Dans tous les cas de figure, il importe que la notion de risque significatif soit définie . De même, il est important que le contenu de la surveillance médicale spéciale et les modalités techniques des bilans diagnostiques éventuels soient clairement précisés. Il semble qu'à ce stade, la tenue d'une conférence de consensus réunissant médecine du travail, pneumologues et radiologues (selon les règles de l'ANDEM) soit une nécessité.

e) le difficile recensement des autres populations exposées

Il n'est pas prévu, à ce jour, de suivi particulier des populations qui vivent et travaillent dans les bâtiments amiantés, ni des populations dépourvues d'activité professionnelle.
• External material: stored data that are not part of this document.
//! Integration test suite for the Basalt execution core
//!
//! This crate provides integration tests that verify components work
//! together across component boundaries, plus helpers shared by the tests.

use std::sync::Arc;

use bytecode_system::BytecodeChunk;
use core_types::RuntimeError;
use interpreter::{JitEvent, Vm, VmConfig};
use jit_compiler::CraneliftBackend;

/// Re-export components for test convenience
pub mod components {
    pub use basalt_cli;
    pub use bytecode_system;
    pub use core_types;
    pub use interpreter;
    pub use jit_compiler;
}

/// Result of running one chunk
#[derive(Debug)]
pub struct Outcome {
    /// `repr()` of the returned value, or the uncaught error
    pub result: Result<String, RuntimeError>,
    /// Events produced by the run
    pub events: Vec<JitEvent>,
}

/// VM without a loop compiler
pub fn interpreted_vm() -> Vm {
    Vm::with_config(VmConfig::default().with_jit(false))
}

/// VM promoting loops with a fresh Cranelift backend
pub fn jit_vm(threshold: u32) -> Vm {
    let backend = CraneliftBackend::shared().expect("host backend");
    Vm::with_compiler(VmConfig::default().with_threshold(threshold), backend)
}

/// Load and run `chunk` on `vm`
pub fn run_on(vm: &mut Vm, chunk: BytecodeChunk) -> Outcome {
    let result = vm
        .load(chunk)
        .and_then(|f| vm.execute(&f, &[]))
        .and_then(|value| vm.repr(value));
    Outcome {
        result,
        events: vm.jit_events(),
    }
}

/// Run `chunk` interpreted and with promotion at `threshold`
pub fn run_both(chunk: &BytecodeChunk, threshold: u32) -> (Outcome, Outcome) {
    let interpreted = run_on(&mut interpreted_vm(), chunk.clone());
    let compiled = run_on(&mut jit_vm(threshold), chunk.clone());
    (interpreted, compiled)
}

/// Shared backend for VMs on several threads
pub fn shared_backend() -> Arc<CraneliftBackend> {
    CraneliftBackend::shared().expect("host backend")
}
Il sera difficile à mettre en place, et ne pourrait se faire que par les Caisses Primaires, à la demande des médecins traitants. A cet égard, le recensement des bâtiments prévu par le décret du 7 février 1996 et la conservation par les DRASS, comme nous l'avons vu précédemment, des documents relatifs aux mesures d'empoussièrement effectuées dans les bâtiments sera un élément déterminant pour connaître le niveau d'exposition de ces populations et, si nécessaire, pour reconnaître leur risque d'exposition.

Les critères permettant d'initier la surveillance de ces populations devront également être étudiés par la conférence de consensus. Là encore, la notion de risque « significatif » sera certainement un élément déterminant.

Aujourd'hui, en 1997, en raison de l'incertitude de nos connaissances médicales et épidémiologiques, on n'est pas à l'abri de voir apparaître des maladies liées à l'amiante dans des publics aujourd'hui inconnus.

f) la prise en compte du caractère "insalubre" du travail de l'amiante

Il nous semblerait équitable que les travailleurs de l'amiante , qui ont assumé un risque pour leur santé, puissent se voir compenser l'accomplissement de ces services par des bonifications d'assurance vieillesse .

Ce système de bonifications existe à EDF. Les salariés ayant été exposés à des travaux insalubres se voient attribuer une bonification d'ancienneté de 4 mois par année de service dans la catégorie "insalubre". Figure, dans la catégorie des travaux "insalubres", "une exposition continue ou discontinue à la nuisance amiante égale ou supérieure à 350 heures pendant une période de 12 mois consécutifs".

Une proposition de loi présentée par M. Pierre CARDO le 14 novembre 1996 prévoit qu'un statut de travailleur de l'amiante soit accordé à ceux qui ont passé au moins 5 ans dans un milieu sous amiante. Elle vise en fait essentiellement les salariés des secteurs 1 et 2. Elle prévoit d'accorder une bonification de la durée d'assurance vieillesse pour le calcul de la retraite de ces travailleurs.

Il faudrait peut-être aller encore au-delà et accorder aux travailleurs de l'amiante la possibilité de bénéficier d'une préretraite dont les modalités seront à définir.